Aku dan Renive saling melirik.

"B-baik, Pak," jawab kami hampir bersamaan.

Tak ada percakapan lain. Kami hanya mengangguk, lalu dipersilakan keluar.

Begitu pintu tertutup, aku menghembuskan napas panjang.

Gila… pimpinan nggak bisa sabar apa, sih?

"Sabar-sabar aja," ujar Keandra. "Emang dari dulu beliau begitu."

Akhirnya, aku dan Renive memutuskan untuk menjadi anggota HIMA di kampus tersebut. Bukan karena pertimbangan panjang, hanya agar semuanya cepat selesai.

"Kenapa nggak join BEM?" ujar Karel sambil tersenyum santai.

"Padahal ketuanya secakep ini."

"Hahaha, Kak Karel bisa aja," sahut Renive sambil tertawa kecil.

Hari mulai petang saat kami kembali ke asrama. Langit sudah menggelap, dan tubuhku terasa lelah luar biasa.

"Ya Tuhan… capek banget sama kehidupan kampus," keluhku sambil merebahkan diri di kasur.

Di kamar, ada seorang gadis yang belum pernah kami temui sebelumnya. Rambutnya panjang, wajahnya lembut, dan sikapnya tenang.

"H-hai," sapa kami.

Ia tersenyum kecil. "Aku Jihyona."

Malam berjalan pelan. Setelah mandi dan berganti pakaian, kami bersiap tidur. Lampu dimatikan, hanya cahaya dari lorong yang masuk samar ke dalam kamar.

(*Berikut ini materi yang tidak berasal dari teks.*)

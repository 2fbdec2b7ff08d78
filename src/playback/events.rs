use anyhow::{Context, Result};
use serde::{Deserialize, Serialize};

use crate::timing::entry::{SubPhase, TimingEntry};

// @module: Playback input entries and emitted events

/// Entry as handed to the scheduler.
///
/// Timelines written by this crate carry every field. Older inputs are bare
/// arrays of durations without `start_ms`, which puts the scheduler in
/// cumulative mode. Values are milliseconds.
#[derive(Debug, Clone, PartialEq, Default, Serialize, Deserialize)]
pub struct PlaybackEntry {
    #[serde(default, skip_serializing_if = "Option::is_none", alias = "startMs", alias = "start")]
    pub start_ms: Option<f64>,

    #[serde(default, skip_serializing_if = "Option::is_none", alias = "durationMs", alias = "duration")]
    pub duration_ms: Option<f64>,

    #[serde(default, alias = "text")]
    pub content: String,

    #[serde(default, skip_serializing_if = "Option::is_none", alias = "subPhases")]
    pub sub_phases: Option<Vec<SubPhase>>,
}

impl PlaybackEntry {
    /// Entry with an explicit start
    pub fn timed(start_ms: u64, duration_ms: u64, content: impl Into<String>) -> Self {
        Self {
            start_ms: Some(start_ms as f64),
            duration_ms: Some(duration_ms as f64),
            content: content.into(),
            sub_phases: None,
        }
    }

    /// Entry without a start, for cumulative playback
    pub fn sequential(duration_ms: u64, content: impl Into<String>) -> Self {
        Self {
            start_ms: None,
            duration_ms: Some(duration_ms as f64),
            content: content.into(),
            sub_phases: None,
        }
    }
}

impl From<&TimingEntry> for PlaybackEntry {
    fn from(entry: &TimingEntry) -> Self {
        Self {
            start_ms: Some(entry.start_ms as f64),
            duration_ms: Some(entry.duration_ms as f64),
            content: entry.content.clone(),
            sub_phases: entry.sub_phases.clone(),
        }
    }
}

/// Accepted shapes of a timeline JSON file
#[derive(Deserialize)]
#[serde(untagged)]
enum TimelineDocument {
    Bare(Vec<PlaybackEntry>),
    Timeline { entries: Vec<PlaybackEntry> },
}

/// Read playback entries from a timeline JSON document or a bare entry array
pub fn entries_from_json(json: &str) -> Result<Vec<PlaybackEntry>> {
    let document: TimelineDocument =
        serde_json::from_str(json).context("Timeline JSON is neither a timeline nor an entry array")?;

    Ok(match document {
        TimelineDocument::Bare(entries) => entries,
        TimelineDocument::Timeline { entries } => entries,
    })
}

/// Event delivered to a renderer
#[derive(Debug, Clone, PartialEq, Serialize, Deserialize)]
#[serde(tag = "type", rename_all = "snake_case")]
pub enum PlaybackEvent {
    /// A unit reached its start time
    UnitActivated {
        index: usize,
        data: TimingEntry,
        global_time_ms: u64,
    },
    /// Playback passed the end of the timeline
    TimelineComplete { global_time_ms: u64 },
}

impl PlaybackEvent {
    pub fn global_time_ms(&self) -> u64 {
        match self {
            Self::UnitActivated { global_time_ms, .. } | Self::TimelineComplete { global_time_ms } => *global_time_ms,
        }
    }
}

Aku membalikkan badan, menatap langit-langit.

"Rel…" panggilku pelan.

"Biasanya yang ngurus soal komunitas itu pembina organisasi atau biro kemahasiswaan, kan?"

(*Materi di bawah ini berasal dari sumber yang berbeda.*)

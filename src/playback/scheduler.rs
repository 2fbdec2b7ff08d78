/*!
 * Timeline playback scheduler.
 *
 * A single clock drives every unit. Each frame the scheduler measures the
 * elapsed playback time and dispatches, in start order, every entry whose
 * start has been reached. Entries dispatch at most once per load; the
 * terminal `TimelineComplete` event is sent once elapsed time passes the
 * total duration.
 */

use std::sync::Arc;
use std::sync::atomic::{AtomicBool, Ordering};
use std::time::Duration;

use log::{debug, error, trace, warn};
use tokio::time::MissedTickBehavior;

use crate::errors::PlaybackError;
use crate::playback::clock::{Clock, SystemClock};
use crate::playback::events::{PlaybackEntry, PlaybackEvent};
use crate::playback::renderer::Renderer;
use crate::timing::entry::TimingEntry;

/// Duration given to entries whose own duration is missing or unusable
pub const FALLBACK_DURATION_MS: u64 = 3000;

/// Lifecycle of a scheduler
#[derive(Debug, Clone, Copy, PartialEq, Eq)]
pub enum PlaybackState {
    Idle,
    Playing,
    Completed,
}

impl std::fmt::Display for PlaybackState {
    fn fmt(&self, f: &mut std::fmt::Formatter<'_>) -> std::fmt::Result {
        let name = match self {
            Self::Idle => "idle",
            Self::Playing => "playing",
            Self::Completed => "completed",
        };
        write!(f, "{}", name)
    }
}

/// Where entry start times come from, decided once per load
#[derive(Debug, Clone, Copy, PartialEq, Eq)]
pub enum TimingSource {
    /// Every entry carries its own start
    Explicit,
    /// Starts are the running sum of durations
    Cumulative,
}

/// Whether every entry carries a start time
pub fn has_explicit_start(entries: &[PlaybackEntry]) -> bool {
    !entries.is_empty() && entries.iter().all(|entry| entry.start_ms.is_some())
}

/// Cancels a running `play` loop from outside it
#[derive(Debug, Clone)]
pub struct StopHandle {
    running: Arc<AtomicBool>,
}

impl StopHandle {
    pub fn stop(&self) {
        self.running.store(false, Ordering::SeqCst);
    }
}

/// Replays timing entries against a clock
pub struct Scheduler<C: Clock = SystemClock> {
    clock: C,
    source: Vec<PlaybackEntry>,
    entries: Vec<TimingEntry>,
    // @field: Entry indices in ascending start order
    order: Vec<usize>,
    executed: Vec<bool>,
    cursor: usize,
    timing_source: TimingSource,
    total_duration_ms: u64,
    state: PlaybackState,
    // @field: Clock reading when the current run started
    run_started_at: Option<u64>,
    // @field: Elapsed time of runs before the last pause
    carried_ms: u64,
    running: Arc<AtomicBool>,
}

impl Scheduler<SystemClock> {
    pub fn new() -> Self {
        Self::with_clock(SystemClock::new())
    }
}

impl Default for Scheduler<SystemClock> {
    fn default() -> Self {
        Self::new()
    }
}

impl<C: Clock> Scheduler<C> {
    pub fn with_clock(clock: C) -> Self {
        Self {
            clock,
            source: Vec::new(),
            entries: Vec::new(),
            order: Vec::new(),
            executed: Vec::new(),
            cursor: 0,
            timing_source: TimingSource::Cumulative,
            total_duration_ms: 0,
            state: PlaybackState::Idle,
            run_started_at: None,
            carried_ms: 0,
            running: Arc::new(AtomicBool::new(false)),
        }
    }

    /// Replace the loaded entries and reset playback
    pub fn load(&mut self, entries: Vec<PlaybackEntry>) {
        self.source = entries;
        self.reload();
    }

    /// Load a built timeline
    pub fn load_timeline(&mut self, entries: &[TimingEntry]) {
        self.load(entries.iter().map(PlaybackEntry::from).collect());
    }

    /// Re-resolve the loaded entries and reset playback to the beginning
    pub fn reload(&mut self) {
        self.timing_source = if has_explicit_start(&self.source) {
            TimingSource::Explicit
        } else {
            TimingSource::Cumulative
        };

        let (entries, total) = resolve(&self.source, self.timing_source);

        let mut order: Vec<usize> = (0..entries.len()).collect();
        order.sort_by_key(|&i| entries[i].start_ms);

        self.executed = vec![false; entries.len()];
        self.entries = entries;
        self.order = order;
        self.cursor = 0;
        self.total_duration_ms = total;
        self.state = PlaybackState::Idle;
        self.run_started_at = None;
        self.carried_ms = 0;
        self.running.store(false, Ordering::SeqCst);

        debug!(
            "Loaded {} entries ({:?} timing), {}ms total",
            self.entries.len(),
            self.timing_source,
            self.total_duration_ms
        );
    }

    /// Start or resume playback.
    ///
    /// Starting while already playing does nothing. A completed timeline must
    /// be reloaded before it can start again.
    pub fn start(&mut self) -> Result<(), PlaybackError> {
        match self.state {
            PlaybackState::Playing => return Ok(()),
            PlaybackState::Completed => return Err(PlaybackError::InvalidState(self.state.to_string())),
            PlaybackState::Idle => {}
        }
        if self.entries.is_empty() {
            return Err(PlaybackError::NothingLoaded);
        }

        self.run_started_at = Some(self.clock.now_ms());
        self.state = PlaybackState::Playing;
        self.running.store(true, Ordering::SeqCst);
        debug!("Playback started at {}ms", self.carried_ms);
        Ok(())
    }

    /// Pause playback, keeping elapsed time and dispatched entries
    pub fn pause(&mut self) {
        if self.state != PlaybackState::Playing {
            return;
        }
        self.carried_ms = self.elapsed_ms();
        self.run_started_at = None;
        self.state = PlaybackState::Idle;
        self.running.store(false, Ordering::SeqCst);
        debug!("Playback paused at {}ms", self.carried_ms);
    }

    /// Ask a running `play` loop to exit after its current frame
    pub fn stop(&self) {
        self.running.store(false, Ordering::SeqCst);
    }

    pub fn stop_handle(&self) -> StopHandle {
        StopHandle {
            running: Arc::clone(&self.running),
        }
    }

    pub fn state(&self) -> PlaybackState {
        self.state
    }

    pub fn timing_source(&self) -> TimingSource {
        self.timing_source
    }

    pub fn total_duration_ms(&self) -> u64 {
        self.total_duration_ms
    }

    /// Resolved entries in load order
    pub fn entries(&self) -> &[TimingEntry] {
        &self.entries
    }

    /// Number of entries dispatched since the last load
    pub fn executed_count(&self) -> usize {
        self.executed.iter().filter(|done| **done).count()
    }

    /// Playback time, excluding paused intervals
    pub fn elapsed_ms(&self) -> u64 {
        match self.run_started_at {
            Some(started) => self.carried_ms.saturating_add(self.clock.now_ms().saturating_sub(started)),
            None => self.carried_ms,
        }
    }

    /// Run one frame, returning the number of events delivered.
    ///
    /// Renderer failures are logged and never stop the frame.
    pub fn tick<R: Renderer + ?Sized>(&mut self, renderer: &mut R) -> usize {
        if self.state != PlaybackState::Playing {
            return 0;
        }
        if !self.running.load(Ordering::SeqCst) {
            self.pause();
            return 0;
        }

        let elapsed = self.elapsed_ms();
        let mut delivered = 0;

        while let Some(&index) = self.order.get(self.cursor) {
            if self.entries[index].start_ms > elapsed {
                break;
            }
            self.cursor += 1;

            if self.executed[index] {
                continue;
            }
            self.executed[index] = true;

            if index >= renderer.unit_count() {
                trace!("Skipping entry {}: renderer has {} units", index, renderer.unit_count());
                continue;
            }

            let event = PlaybackEvent::UnitActivated {
                index,
                data: self.entries[index].clone(),
                global_time_ms: elapsed,
            };
            match renderer.on_event(&event) {
                Ok(()) => delivered += 1,
                Err(e) => error!("Renderer failed on entry {}: {}", index, e),
            }
        }

        if elapsed >= self.total_duration_ms && self.cursor >= self.order.len() {
            let event = PlaybackEvent::TimelineComplete { global_time_ms: elapsed };
            match renderer.on_event(&event) {
                Ok(()) => delivered += 1,
                Err(e) => error!("Renderer failed on completion: {}", e),
            }
            self.state = PlaybackState::Completed;
            self.run_started_at = None;
            self.carried_ms = elapsed;
            self.running.store(false, Ordering::SeqCst);
            debug!("Playback completed at {}ms", elapsed);
        }

        delivered
    }

    /// Drive `tick` on a frame timer until the timeline completes or is stopped.
    ///
    /// Starts playback if it is not already running and returns the state
    /// the loop ended in.
    pub async fn play<R: Renderer + ?Sized>(
        &mut self,
        renderer: &mut R,
        frame_interval: Duration,
    ) -> Result<PlaybackState, PlaybackError> {
        self.start()?;

        let mut frames = tokio::time::interval(frame_interval.max(Duration::from_millis(1)));
        frames.set_missed_tick_behavior(MissedTickBehavior::Skip);

        while self.state == PlaybackState::Playing {
            frames.tick().await;
            self.tick(renderer);
        }

        Ok(self.state)
    }
}

/// Turn raw entries into timing entries and a total duration
fn resolve(source: &[PlaybackEntry], timing_source: TimingSource) -> (Vec<TimingEntry>, u64) {
    let mut entries = Vec::with_capacity(source.len());
    let mut cumulative: u64 = 0;

    for (index, raw) in source.iter().enumerate() {
        let duration = usable_ms(raw.duration_ms).unwrap_or_else(|| {
            warn!(
                "Entry {} has no usable duration ({:?}), using {}ms",
                index, raw.duration_ms, FALLBACK_DURATION_MS
            );
            FALLBACK_DURATION_MS
        });

        let start = match timing_source {
            TimingSource::Explicit => usable_ms(raw.start_ms).unwrap_or_else(|| {
                warn!("Entry {} has an unusable start ({:?}), using 0ms", index, raw.start_ms);
                0
            }),
            TimingSource::Cumulative => cumulative,
        };
        cumulative = cumulative.saturating_add(duration);

        let mut entry = TimingEntry::new(index, raw.content.clone(), start, duration);
        entry.sub_phases = raw.sub_phases.clone();
        entries.push(entry);
    }

    let total = match timing_source {
        TimingSource::Explicit => entries.iter().map(|e| e.end_ms).max().unwrap_or(0),
        TimingSource::Cumulative => cumulative,
    };

    (entries, total)
}

fn usable_ms(value: Option<f64>) -> Option<u64> {
    value
        .filter(|v| v.is_finite() && *v >= 0.0)
        .map(|v| v.round() as u64)
}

Renive menoleh ke arahku. "Iya."

"Nah, makanya," lanjutku.

"Kenapa tadi malah pimpinan yang ngomong langsung?"

Renive terdiam sebentar, lalu mengangkat bahu.

"Mungkin lagi ada kebijakan baru."

Dari ranjang dekat jendela, Jihyona menutup bukunya perlahan.

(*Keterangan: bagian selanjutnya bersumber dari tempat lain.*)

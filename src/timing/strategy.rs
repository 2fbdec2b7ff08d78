/*!
 * Duration strategies.
 *
 * All per-style timing math lives in `DurationStrategy::compute_entry`, one
 * match over a closed set of variants, so every style is checked against the
 * same properties.
 */

use serde::{Deserialize, Serialize};

use crate::text::TextUnit;
use crate::timing::config::DurationConfig;
use crate::timing::entry::TimingEntry;

/// Name of the phase-based fade-in phase
pub const PHASE_FADE_IN: &str = "fade_in";
/// Name of the phase-based static phase
pub const PHASE_STATIC: &str = "static";
/// Name of the phase-based fade-out phase
pub const PHASE_FADE_OUT: &str = "fade_out";

/// Algorithm that assigns a duration to each unit
#[derive(Debug, Clone, Copy, PartialEq, Eq, Hash, Serialize, Deserialize)]
#[serde(rename_all = "snake_case")]
pub enum DurationStrategy {
    /// Characters fade in one after another, `char_interval` apart
    CharacterReveal,
    /// Fade-in, static, fade-out
    PhaseBased,
    /// One fixed-length pass across the viewport
    ContinuousPassthrough,
}

impl DurationStrategy {
    /// Canonical strategy name
    pub fn name(&self) -> &'static str {
        match self {
            Self::CharacterReveal => "character_reveal",
            Self::PhaseBased => "phase_based",
            Self::ContinuousPassthrough => "continuous",
        }
    }

    /// Compute the timing of `unit` anchored at `start_ms`.
    ///
    /// The entry's `unit_index` is the unit's in-parent index; the timeline
    /// builder rewrites it to the flattened position.
    pub fn compute_entry(&self, unit: &TextUnit, start_ms: u64, config: &DurationConfig) -> TimingEntry {
        let floor = config.min_display_ms().unwrap_or(0);

        match self {
            Self::CharacterReveal => {
                let duration = reveal_duration_ms(unit.char_count(), config).max(floor);
                TimingEntry::new(unit.index, unit.content.clone(), start_ms, duration)
            }
            Self::PhaseBased => {
                let fade_in = config.fade_in_ms();
                let fade_out = config.fade_out_ms();
                let mut hold = config.static_ms();

                // The floor stretches the static phase so the phases still fill the entry
                let total = fade_in.saturating_add(hold).saturating_add(fade_out);
                if total < floor {
                    hold += floor - total;
                }

                TimingEntry::with_phases(
                    unit.index,
                    unit.content.clone(),
                    start_ms,
                    &[(PHASE_FADE_IN, fade_in), (PHASE_STATIC, hold), (PHASE_FADE_OUT, fade_out)],
                )
            }
            Self::ContinuousPassthrough => {
                let duration = config.passthrough_ms().max(floor);
                TimingEntry::new(unit.index, unit.content.clone(), start_ms, duration)
            }
        }
    }
}

impl std::fmt::Display for DurationStrategy {
    fn fmt(&self, f: &mut std::fmt::Formatter<'_>) -> std::fmt::Result {
        write!(f, "{}", self.name())
    }
}

impl std::str::FromStr for DurationStrategy {
    type Err = anyhow::Error;

    fn from_str(s: &str) -> anyhow::Result<Self> {
        match s.to_lowercase().replace('-', "_").as_str() {
            "character_reveal" => Ok(Self::CharacterReveal),
            "phase_based" => Ok(Self::PhaseBased),
            "continuous" | "continuous_passthrough" => Ok(Self::ContinuousPassthrough),
            _ => Err(anyhow::anyhow!("Invalid duration strategy: {}", s)),
        }
    }
}

/// Active time of a character-reveal unit of `char_count` characters.
///
/// `(n - 1) * char_interval + fade_duration`; an empty unit still lasts one fade.
pub fn reveal_duration_ms(char_count: usize, config: &DurationConfig) -> u64 {
    let fade = config.fade_duration_ms();
    match char_count {
        0 => fade,
        n => (n as u64 - 1).saturating_mul(config.char_interval_ms()).saturating_add(fade),
    }
}

/// Fade window `(start, end)` of each character, relative to the unit start
pub fn character_offsets(char_count: usize, config: &DurationConfig) -> Vec<(u64, u64)> {
    let interval = config.char_interval_ms();
    let fade = config.fade_duration_ms();

    (0..char_count as u64)
        .map(|i| {
            let start = i.saturating_mul(interval);
            (start, start.saturating_add(fade))
        })
        .collect()
}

"Beliau memang lagi ngatur ulang sistem organisasi kampus," ucapnya lembut.

"Katanya biar semuanya lebih tertata dan mahasiswa baru nggak bingung."

"Oh…" sahutku singkat.

Beberapa saat hening. Aku hampir terlelap ketika suara Jihyona kembali terdengar, lebih pelan dari sebelumnya.

"Emang… kalian dipanggil langsung sama pimpinan?"

Aku membuka mata sedikit. "Iya."

"Oh," sahutnya singkat. Tidak terdengar kaget, hanya seperti memastikan sesuatu.

"Kenapa?" tanya Renive.

"Nggak apa-apa," jawab Jihyona sambil tersenyum kecil.

"Cuma jarang aja mahasiswa baru dipanggil langsung. Biasanya lewat dosen pembina."

"Oh… mungkin lagi ada aturan baru," gumamku.

"Iya," jawab Jihyona pelan. "Mungkin."

Tak ada lagi yang melanjutkan percakapan itu.

Kamar kembali sunyi. Suara kipas angin terdengar pelan dan teratur. Aku memejamkan mata, membiarkan rasa lelah menarikku perlahan ke dalam tidur.

Aku tidak merasa takut.

Juga tidak merasa curiga.

Namun entah kenapa, satu kalimat itu tertinggal di kepalaku.

Jarang aja mahasiswa baru dipanggil langsung.

Dan tanpa kusadari,

malam itu menjadi awal dari banyak pertanyaan

yang belum tahu harus kutanyakan kepada siapa.